Friday, 3 October 2014

Visiting Price's Corner Studio on The Strand

Joseph and Kate Brain with their five daughters
Cabinet card portrait by Thos. E. Price of Tauranga, taken c.1898
Image courtesy of the Brain Watkins House Collection
When Joseph Brain took his wife Kate and five daughters into Thomas Price's newly commissioned and lavishly appointed studio on the corner of Harington Street and the Strand in the late 1890s, it was with the expectation equivalent to a special event.  Although only a fifteen minute walk from their house on Cameron Road, the streets were unpaved and they were dressed to the nines, so they would have taken care to avoid getting their clothes dusty en route.  The pre-printed card mount shows "Masterton" crossed out and "Tauranga" written below in black ink, indicating that he was still using the remnants of old card stock.

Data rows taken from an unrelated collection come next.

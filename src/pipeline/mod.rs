//! Pipeline stages for lecture-to-MDX conversion.
//!
//! Each submodule implements exactly one transformation step and can be
//! tested on its own.
//!
//! ## Data Flow
//!
//! ```text
//! input ──▶ extract ──▶ parse ──▶ merge ──▶ format ──▶ assemble ──▶ postprocess
//! (L<n>/)   (pdftotext)  (pages)  (overlays) (markdown)  (+ images)   (escaping)
//! ```
//!
//! 1. [`input`]    — discover `L<n>` folders and resolve each lecture's PDF
//! 2. [`extract`]  — run the external text extractor; the only stage that
//!    spawns a process
//! 3. [`parse`]    — split on form feeds into titled [`parse::Slide`]s
//! 4. [`merge`]    — collapse beamer overlay steps into one slide
//! 5. [`format`]   — classify body lines into bullets, paragraphs and code
//! 6. [`images`]   — refresh the lecture's static image folder
//! 7. [`assemble`] — front matter, sections and image gallery
//! 8. [`postprocess`] — MDX escaping outside code fences

pub mod assemble;
pub mod extract;
pub mod format;
pub mod images;
pub mod input;
pub mod merge;
pub mod parse;
pub mod postprocess;
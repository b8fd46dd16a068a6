//! Error types for the beamer2mdx library.
//!
//! Two distinct error types reflect two distinct failure modes:
//!
//! * [`Beamer2MdxError`] — **Fatal**: the lecture (and by default the whole
//!   batch) cannot proceed: missing source folder, missing PDF, extractor
//!   failure, a deck with no slides. Returned as `Err(Beamer2MdxError)`
//!   from the top-level `convert*` functions.
//!
//! * [`LectureError`] — **Recorded**: a single lecture failed while the run
//!   was configured with `fail_fast = false`. Stored inside
//!   [`crate::output::ConversionReport`] so callers can inspect which
//!   lectures were skipped instead of losing the whole batch.

use std::path::PathBuf;
use thiserror::Error;

/// All fatal errors returned by the beamer2mdx library.
#[derive(Debug, Error)]
pub enum Beamer2MdxError {
    // ── Input errors ──────────────────────────────────────────────────────
    /// The lecture source root does not exist.
    #[error("Source folder '{path}' not found.")]
    SourceDirNotFound { path: PathBuf },

    /// A file handed to the extractor does not exist.
    #[error("PDF file not found: '{path}'\nCheck the path exists and is readable.")]
    FileNotFound { path: PathBuf },

    /// A lecture folder exists but its `<id>.pdf` is missing.
    #[error("Missing PDF for {lecture_id}: {path}")]
    MissingPdf { lecture_id: String, path: PathBuf },

    // ── Extraction errors ─────────────────────────────────────────────────
    /// The external extractor could not be started.
    #[error("Failed to spawn '{program}': {source}\nIs poppler-utils installed?")]
    ExtractorSpawnFailed {
        program: String,
        #[source]
        source: std::io::Error,
    },

    /// The external extractor ran but exited unsuccessfully.
    #[error("'{program}' exited with {status}: {stderr}")]
    ExtractorFailed {
        program: String,
        status: String,
        stderr: String,
    },

    /// The extractor wrote bytes that are not valid UTF-8.
    #[error("Extracted text for '{path}' is not valid UTF-8")]
    ExtractorOutputNotUtf8 { path: PathBuf },

    /// Extraction succeeded but no slide could be parsed from the text.
    #[error("No slides parsed for {lecture_id}")]
    NoSlides { lecture_id: String },

    // ── I/O errors ────────────────────────────────────────────────────────
    /// Removing, creating or copying into the image folder failed.
    #[error("Failed to copy lecture images at '{path}': {source}")]
    ImageCopyFailed {
        path: PathBuf,
        #[source]
        source: std::io::Error,
    },

    /// Could not create or write the output document.
    #[error("Failed to write output file '{path}': {source}")]
    OutputWriteFailed {
        path: PathBuf,
        #[source]
        source: std::io::Error,
    },

    // ── Config errors ─────────────────────────────────────────────────────
    /// Builder validation failed.
    #[error("Invalid configuration: {0}")]
    InvalidConfig(String),

    // ── Catch-all ─────────────────────────────────────────────────────────
    /// Unexpected internal error.
    #[error("Internal error: {0}")]
    Internal(String),
}

impl Beamer2MdxError {
    /// Lecture identifier carried by the error, when it names one.
    pub fn lecture_id(&self) -> Option<&str> {
        match self {
            Beamer2MdxError::MissingPdf { lecture_id, .. }
            | Beamer2MdxError::NoSlides { lecture_id } => Some(lecture_id),
            _ => None,
        }
    }
}

/// A per-lecture failure recorded when `fail_fast` is disabled.
#[derive(Debug, Clone, Error, serde::Serialize, serde::Deserialize)]
#[error("{lecture_id}: {message}")]
pub struct LectureError {
    pub lecture_id: String,
    pub message: String,
}

impl LectureError {
    pub fn new(lecture_id: impl Into<String>, error: &Beamer2MdxError) -> Self {
        Self {
            lecture_id: lecture_id.into(),
            message: error.to_string(),
        }
    }
}

#[cfg(test)]
mod tests {
    use super::*;

    #[test]
    fn missing_pdf_display() {
        let e = Beamer2MdxError::MissingPdf {
            lecture_id: "L4".into(),
            path: PathBuf::from("docs/Lectures/L4/L4.pdf"),
        };
        let msg = e.to_string();
        assert!(msg.contains("L4"), "got: {msg}");
        assert!(msg.contains("L4.pdf"), "got: {msg}");
    }

    #[test]
    fn extractor_failed_display() {
        let e = Beamer2MdxError::ExtractorFailed {
            program: "pdftotext".into(),
            status: "exit status: 1".into(),
            stderr: "Syntax Error".into(),
        };
        assert!(e.to_string().contains("pdftotext"));
        assert!(e.to_string().contains("Syntax Error"));
    }

    #[test]
    fn lecture_id_is_exposed() {
        let e = Beamer2MdxError::NoSlides {
            lecture_id: "L7".into(),
        };
        assert_eq!(e.lecture_id(), Some("L7"));
        assert_eq!(Beamer2MdxError::Internal("x".into()).lecture_id(), None);
    }

    #[test]
    fn lecture_error_wraps_message() {
        let fatal = Beamer2MdxError::NoSlides {
            lecture_id: "L2".into(),
        };
        let recorded = LectureError::new("L2", &fatal);
        assert_eq!(recorded.lecture_id, "L2");
        assert!(recorded.to_string().starts_with("L2: "));
    }
}
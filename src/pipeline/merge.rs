//! Overlay merging.
//!
//! A beamer overlay (`\pause`, `\only<2->`, …) emits one full PDF page per
//! reveal step, all with the same frame title. Only the fullest step is kept.

use super::parse::Slide;

/// Collapse runs of consecutive same-title slides into their fullest variant.
///
/// Within a run the slide with the longest [`Slide::content_key`] (counted in
/// characters) wins; on a tie the later slide wins. A title that reappears
/// after a different title starts a new run.
pub fn merge_overlays(slides: Vec<Slide>) -> Vec<Slide> {
    let mut merged: Vec<Slide> = Vec::with_capacity(slides.len());
    let mut best_len = 0usize;

    for slide in slides {
        let len = slide.content_key().chars().count();
        match merged.last_mut() {
            Some(best) if best.title == slide.title => {
                if len >= best_len {
                    *best = slide;
                    best_len = len;
                }
            }
            _ => {
                merged.push(slide);
                best_len = len;
            }
        }
    }

    merged
}
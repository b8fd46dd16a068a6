//! Conversion entry points: one lecture, or every lecture under the source root.
//!
//! Lectures are converted strictly one after another. With the default
//! `fail_fast = true` the first failing lecture aborts the run; lectures
//! finished before it keep their written outputs.

use crate::config::ConversionConfig;
use crate::error::{Beamer2MdxError, LectureError};
use crate::output::{ConversionReport, ConversionStats, LectureOutput};
use crate::pipeline::extract::{PdfToText, TextExtractor};
use crate::pipeline::input::{self, Lecture};
use crate::pipeline::{assemble, images, merge, parse};
use std::path::{Path, PathBuf};
use std::sync::Arc;
use std::time::Instant;
use tracing::{debug, info, warn};

/// Convert every selected lecture under `config.source_dir`.
///
/// # Errors
/// - [`Beamer2MdxError::SourceDirNotFound`] before any work is done
/// - with `fail_fast`, the first lecture error (missing PDF, extractor
///   failure, no slides, I/O failure)
///
/// Without `fail_fast`, lecture errors are collected in
/// [`ConversionReport::failures`] and the call succeeds.
pub async fn convert_all(config: &ConversionConfig) -> Result<ConversionReport, Beamer2MdxError> {
    let total_start = Instant::now();
    let lectures: Vec<Lecture> = input::discover_lectures(&config.source_dir)
        .await?
        .into_iter()
        .filter(|l| config.lectures.includes(&l.id))
        .collect();
    let total = lectures.len();
    info!(
        "Converting {} lectures from {}",
        total,
        config.source_dir.display()
    );

    if let Some(ref cb) = config.progress_callback {
        cb.on_conversion_start(total);
    }

    let extractor = resolve_extractor(config);
    let mut report = ConversionReport::default();

    for (i, lecture) in lectures.iter().enumerate() {
        let index = i + 1;
        if let Some(ref cb) = config.progress_callback {
            cb.on_lecture_start(&lecture.id, index, total);
        }

        match convert_with(extractor.as_ref(), lecture, config).await {
            Ok(out) => {
                if let Some(ref cb) = config.progress_callback {
                    cb.on_lecture_complete(&lecture.id, index, total, out.slide_count);
                }
                report.lectures.push(out);
            }
            Err(e) => {
                if let Some(ref cb) = config.progress_callback {
                    cb.on_lecture_error(&lecture.id, index, total, &e.to_string());
                }
                if config.fail_fast {
                    return Err(e);
                }
                warn!("Skipping {}: {}", lecture.id, e);
                report.failures.push(LectureError::new(&lecture.id, &e));
            }
        }
    }

    report.stats = ConversionStats {
        total_lectures: total,
        converted_lectures: report.lectures.len(),
        failed_lectures: report.failures.len(),
        total_slides: report.lectures.iter().map(|l| l.slide_count).sum(),
        total_images: report.lectures.iter().map(|l| l.images.len()).sum(),
        total_duration_ms: total_start.elapsed().as_millis() as u64,
    };

    info!(
        "Conversion complete: {}/{} lectures, {}ms total",
        report.stats.converted_lectures, total, report.stats.total_duration_ms
    );

    if let Some(ref cb) = config.progress_callback {
        cb.on_conversion_complete(total, report.stats.converted_lectures);
    }

    Ok(report)
}

/// Convert a single lecture folder and write its document and images.
pub async fn convert_lecture(
    lecture: &Lecture,
    config: &ConversionConfig,
) -> Result<LectureOutput, Beamer2MdxError> {
    let extractor = resolve_extractor(config);
    convert_with(extractor.as_ref(), lecture, config).await
}

/// Synchronous wrapper around [`convert_all`].
///
/// Creates a temporary tokio runtime internally.
pub fn convert_all_sync(config: &ConversionConfig) -> Result<ConversionReport, Beamer2MdxError> {
    tokio::runtime::Runtime::new()
        .map_err(|e| Beamer2MdxError::Internal(format!("Failed to create tokio runtime: {}", e)))?
        .block_on(convert_all(config))
}

/// Extract, parse and merge a lecture PDF without writing anything.
pub async fn inspect(
    lecture: &Lecture,
    config: &ConversionConfig,
) -> Result<Vec<parse::Slide>, Beamer2MdxError> {
    let pdf_path = lecture.resolve_pdf()?;
    let raw = resolve_extractor(config).extract(&pdf_path).await?;
    Ok(merge::merge_overlays(parse::parse_slides(&raw)))
}

/// Path of the generated document for `lecture`.
pub fn output_path_for(lecture: &Lecture, config: &ConversionConfig) -> PathBuf {
    config
        .output_dir
        .join(format!("{}.{}", lecture.doc_id(), config.output_extension))
}

// ── Internal helpers ─────────────────────────────────────────────────────

/// Use the injected extractor, else spawn `config.extractor_program` with
/// `config.extractor_args`.
fn resolve_extractor(config: &ConversionConfig) -> Arc<dyn TextExtractor> {
    match config.extractor {
        Some(ref extractor) => Arc::clone(extractor),
        None => Arc::new(
            PdfToText::new(config.extractor_program.clone())
                .with_args(config.extractor_args.iter().cloned()),
        ),
    }
}

async fn convert_with(
    extractor: &dyn TextExtractor,
    lecture: &Lecture,
    config: &ConversionConfig,
) -> Result<LectureOutput, Beamer2MdxError> {
    let start = Instant::now();
    info!("Converting {}", lecture.id);

    // ── Step 1: Extract text ─────────────────────────────────────────────
    let pdf_path = lecture.resolve_pdf()?;
    let raw = extractor.extract(&pdf_path).await?;

    // ── Step 2: Parse pages and merge overlays ───────────────────────────
    let pages = parse::parse_slides(&raw);
    let page_count = pages.len();
    let slides = merge::merge_overlays(pages);
    if slides.is_empty() {
        return Err(Beamer2MdxError::NoSlides {
            lecture_id: lecture.id.clone(),
        });
    }
    debug!(
        "{}: {} pages merged into {} slides",
        lecture.id,
        page_count,
        slides.len()
    );

    // ── Step 3: Copy images ──────────────────────────────────────────────
    let image_dir = config.static_dir.join(&lecture.id);
    let copied = images::copy_images(&lecture.dir, &image_dir, config).await?;
    debug!("{}: copied {} images", lecture.id, copied.len());

    // ── Step 4: Assemble and write ───────────────────────────────────────
    let document = assemble::assemble_document(lecture, &slides, &copied, config);
    let output_path = output_path_for(lecture, config);
    write_atomic(&output_path, &document).await?;

    let duration_ms = start.elapsed().as_millis() as u64;
    info!(
        "Wrote {} ({} slides, {} images) in {}ms",
        output_path.display(),
        slides.len(),
        copied.len(),
        duration_ms
    );

    Ok(LectureOutput {
        lecture_id: lecture.id.clone(),
        document,
        output_path,
        images: copied,
        page_count,
        slide_count: slides.len(),
        duration_ms,
    })
}

/// Write to a sibling temp file, then rename over `path`.
async fn write_atomic(path: &Path, contents: &str) -> Result<(), Beamer2MdxError> {
    let write_err = |e| Beamer2MdxError::OutputWriteFailed {
        path: path.to_path_buf(),
        source: e,
    };

    if let Some(parent) = path.parent() {
        tokio::fs::create_dir_all(parent).await.map_err(write_err)?;
    }

    let mut tmp_name = path.as_os_str().to_owned();
    tmp_name.push(".tmp");
    let tmp_path = PathBuf::from(tmp_name);

    tokio::fs::write(&tmp_path, contents)
        .await
        .map_err(write_err)?;
    tokio::fs::rename(&tmp_path, path).await.map_err(write_err)?;
    Ok(())
}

Victoria Wharf and The Strand, Tauranga, c.1902
Photograph by Henry Wright, Image courtesy of the Alexander Turnbull Library
Thomas Edward Price (1838-1928) arrived in Tauranga in early 1897, having sold his photographic firm in Masterton in December the previous year, and announced on 31 May in The Bay of Plenty Times that his new studio was now open for business.  It was conveniently located on the waterfront, immediately opposite the Tauranga Hotel at the head of the Victoria Wharf, on what would subsequently become known as Price's Corner.  The town's previous resident photographer, Charles Spencer, had left around 1893, and in the interim residents had been reduced to taking the steamer to Auckland to have their portraits taken.  Bartlett's Studio in Queen Street was a regular advertiser in the Times.

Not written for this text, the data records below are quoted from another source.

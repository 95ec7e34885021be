pub mod config;
pub mod error;
pub mod plugin_system;

// Re-export key public types/traits for easier use by the binary and plugins
pub use config::PluginSettings;
pub use error::{Error, Result};
pub use plugin_system::{
    EnabledPlugin, Plugin, PluginClass, PluginError, PluginManager, PluginRegistry,
    PluginSystemError, RootPluginManager,
};
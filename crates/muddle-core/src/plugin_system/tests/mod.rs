
pub mod rollback_tests;
pub mod manifest_tests;
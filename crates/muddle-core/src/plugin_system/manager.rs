use std::collections::HashMap;
use std::fmt::Debug;
use std::sync::Arc;

use log::{debug, info, warn};

use crate::plugin_system::class::PluginClass;
use crate::plugin_system::error::{PluginSystemError, Result};
use crate::plugin_system::instance::EnabledPlugin;
use crate::plugin_system::registry::PluginRegistry;
use crate::plugin_system::traits::PluginError;

/// In-process plugin manager.
///
/// Holds the registered plugin classes and the live instances of the enabled
/// ones. Enabling a plugin first enables its whole dependency closure;
/// disabling a plugin first disables everything that depends on it.
///
/// The manager does no locking of its own. Wrap it in a lock to share it
/// between threads.
#[derive(Default)]
pub struct PluginManager {
    plugins: PluginRegistry,
    enabled: HashMap<String, Arc<EnabledPlugin>>,
    next_sequence: u64,
}

impl PluginManager {
    /// Create a manager with nothing registered
    pub fn new() -> Self {
        Self::default()
    }

    /// Register a plugin class without enabling it.
    ///
    /// A name can only be registered once; repeats fail with
    /// [`PluginSystemError::AlreadyRegistered`].
    pub fn register(&mut self, class: impl Into<Arc<PluginClass>>) -> Result<Arc<PluginClass>> {
        let class = self.plugins.register(class)?;
        debug!("Registered plugin '{}'", class.name());
        Ok(class)
    }

    /// Registered plugin classes
    pub fn plugins(&self) -> &PluginRegistry {
        &self.plugins
    }

    /// Currently enabled plugins, keyed by name
    pub fn enabled(&self) -> &HashMap<String, Arc<EnabledPlugin>> {
        &self.enabled
    }

    pub fn is_registered(&self, name: &str) -> bool {
        self.plugins.contains(name)
    }

    pub fn is_enabled(&self, name: &str) -> bool {
        self.enabled.contains_key(name)
    }

    /// Get an enabled plugin by name
    pub fn get_enabled(&self, name: &str) -> Option<Arc<EnabledPlugin>> {
        self.enabled.get(name).cloned()
    }

    /// Names of enabled plugins in activation order
    pub fn enabled_names(&self) -> Vec<String> {
        self.enabled_by_sequence()
            .into_iter()
            .map(|p| p.name().to_string())
            .collect()
    }

    /// Resolve the dependency closure of a registered plugin
    pub fn get_depends(&self, name: &str) -> Result<Vec<Arc<PluginClass>>> {
        let class = self
            .plugins
            .get(name)
            .ok_or_else(|| PluginSystemError::UnknownPlugin(name.to_string()))?;
        Ok(class.get_depends(&self.plugins)?)
    }

    /// Enable a plugin along with any of its dependencies that are not yet enabled.
    ///
    /// Enabling an already enabled plugin returns the existing instance. If any
    /// activation fails, every plugin this call activated is disabled again in
    /// reverse order and the original error is returned; plugins that were
    /// enabled before the call are left alone.
    pub fn enable(&mut self, name: &str) -> Result<Arc<EnabledPlugin>> {
        let class = self
            .plugins
            .get(name)
            .ok_or_else(|| PluginSystemError::UnknownPlugin(name.to_string()))?;

        if let Some(existing) = self.enabled.get(name) {
            debug!("Plugin '{}' is already enabled", name);
            return Ok(existing.clone());
        }

        let mut pending = class.get_depends(&self.plugins)?;
        pending.push(class);

        // Activated during this call, in order
        let mut activated: Vec<Arc<EnabledPlugin>> = Vec::new();
        for class in pending {
            if self.enabled.contains_key(class.name()) {
                continue;
            }
            match self.activate(class) {
                Ok(plugin) => activated.push(plugin),
                Err(e) => {
                    warn!(
                        "Enabling '{}' failed, rolling back {} plugin(s): {}",
                        name,
                        activated.len(),
                        e
                    );
                    self.rollback(activated);
                    return Err(e);
                }
            }
        }

        activated
            .pop()
            .ok_or_else(|| PluginSystemError::UnknownPlugin(name.to_string()))
    }

    /// Disable a plugin and every enabled plugin that depends on it.
    ///
    /// Dependents are disabled before the plugins they depend on. The plugin's
    /// own dependencies stay enabled. Returns the disabled names in the order
    /// they were removed; a registered plugin that is not enabled yields an
    /// empty list.
    ///
    /// Every plugin in the cascade is removed even if its disable hook fails.
    /// Hook failures are reported together afterwards as
    /// [`PluginSystemError::DisableFailed`].
    pub fn disable(&mut self, name: &str) -> Result<Vec<String>> {
        if !self.plugins.contains(name) {
            return Err(PluginSystemError::UnknownPlugin(name.to_string()));
        }
        let Some(target) = self.enabled.get(name).cloned() else {
            debug!("Plugin '{}' is not enabled, nothing to disable", name);
            return Ok(Vec::new());
        };

        let mut cascade = target.get_depended(self);
        cascade.push(target);
        // Dependencies are always activated before their dependents
        cascade.sort_by(|a, b| b.sequence().cmp(&a.sequence()));

        self.deactivate_all(name, cascade)
    }

    /// Disable every enabled plugin, most recently activated first
    pub fn shutdown(&mut self) -> Result<Vec<String>> {
        let mut all = self.enabled_by_sequence();
        all.reverse();
        info!("Shutting down {} enabled plugin(s)", all.len());
        self.deactivate_all("<all>", all)
    }

    fn enabled_by_sequence(&self) -> Vec<Arc<EnabledPlugin>> {
        let mut plugins: Vec<Arc<EnabledPlugin>> = self.enabled.values().cloned().collect();
        plugins.sort_by_key(|p| p.sequence());
        plugins
    }

    /// Build, enable and record a single plugin whose dependencies are already enabled
    fn activate(&mut self, class: Arc<PluginClass>) -> Result<Arc<EnabledPlugin>> {
        let depends: Vec<String> = class
            .get_depends(&self.plugins)?
            .iter()
            .map(|c| c.name().to_string())
            .collect();

        let instance = class.instantiate();
        instance
            .on_enable(self)
            .map_err(|source| PluginSystemError::EnableFailed {
                plugin_id: class.name().to_string(),
                source,
            })?;

        let sequence = self.next_sequence;
        self.next_sequence += 1;

        let plugin = Arc::new(EnabledPlugin::new(class, instance, depends, sequence));
        self.enabled
            .insert(plugin.name().to_string(), plugin.clone());
        info!("Plugin '{}' enabled", plugin.name());
        Ok(plugin)
    }

    /// Undo the activations of a failed `enable` call, newest first
    fn rollback(&mut self, activated: Vec<Arc<EnabledPlugin>>) {
        for plugin in activated.into_iter().rev() {
            if let Err(e) = self.deactivate(&plugin) {
                warn!(
                    "Disable hook of '{}' failed during rollback: {}",
                    plugin.name(),
                    e
                );
            }
        }
    }

    fn deactivate_all(
        &mut self,
        requested: &str,
        plugins: Vec<Arc<EnabledPlugin>>,
    ) -> Result<Vec<String>> {
        let mut removed = Vec::with_capacity(plugins.len());
        let mut failures = Vec::new();

        for plugin in plugins {
            if let Err(e) = self.deactivate(&plugin) {
                warn!("Disable hook of '{}' failed: {}", plugin.name(), e);
                failures.push((plugin.name().to_string(), e));
            }
            removed.push(plugin.name().to_string());
        }

        if failures.is_empty() {
            Ok(removed)
        } else {
            Err(PluginSystemError::DisableFailed {
                plugin_id: requested.to_string(),
                failures,
            })
        }
    }

    /// Run the disable hook and drop the plugin from `enabled` regardless of the outcome
    fn deactivate(&mut self, plugin: &EnabledPlugin) -> std::result::Result<(), PluginError> {
        let outcome = plugin.plugin().on_disable(self);
        self.enabled.remove(plugin.name());
        info!("Plugin '{}' disabled", plugin.name());
        outcome
    }
}

impl Debug for PluginManager {
    fn fmt(&self, f: &mut std::fmt::Formatter<'_>) -> std::fmt::Result {
        f.debug_struct("PluginManager")
            .field("plugins", &self.plugins.names())
            .field("enabled", &self.enabled_names())
            .finish()
    }
}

T.E. Price's Corner Studio, Harington St/The Strand, Tauranga, c.1905
Image © and courtesy of Tauranga City Libraries Ref. 04-257
Price was an experienced photographer, having been in the business for well over 20 years, operating in Otago and on the West Coast in the heady gold rush days of the mid- to late 1860s, in Timaru in the 1870s, and then in Masterton for seventeen years from 1879.  His showroom opened out onto The Strand, with a wide variety of framed and glazed portraits and landscape views visible through the window and open doorway in this view from c.1905, courtesy of the Tauranga Library Collection.  The studio itself was located behind the main building (to the left, in this image), clearly identifiable by the large, curtained windows and shuttered glass skylights which were designed to allow plenty of lighting control by the photographer.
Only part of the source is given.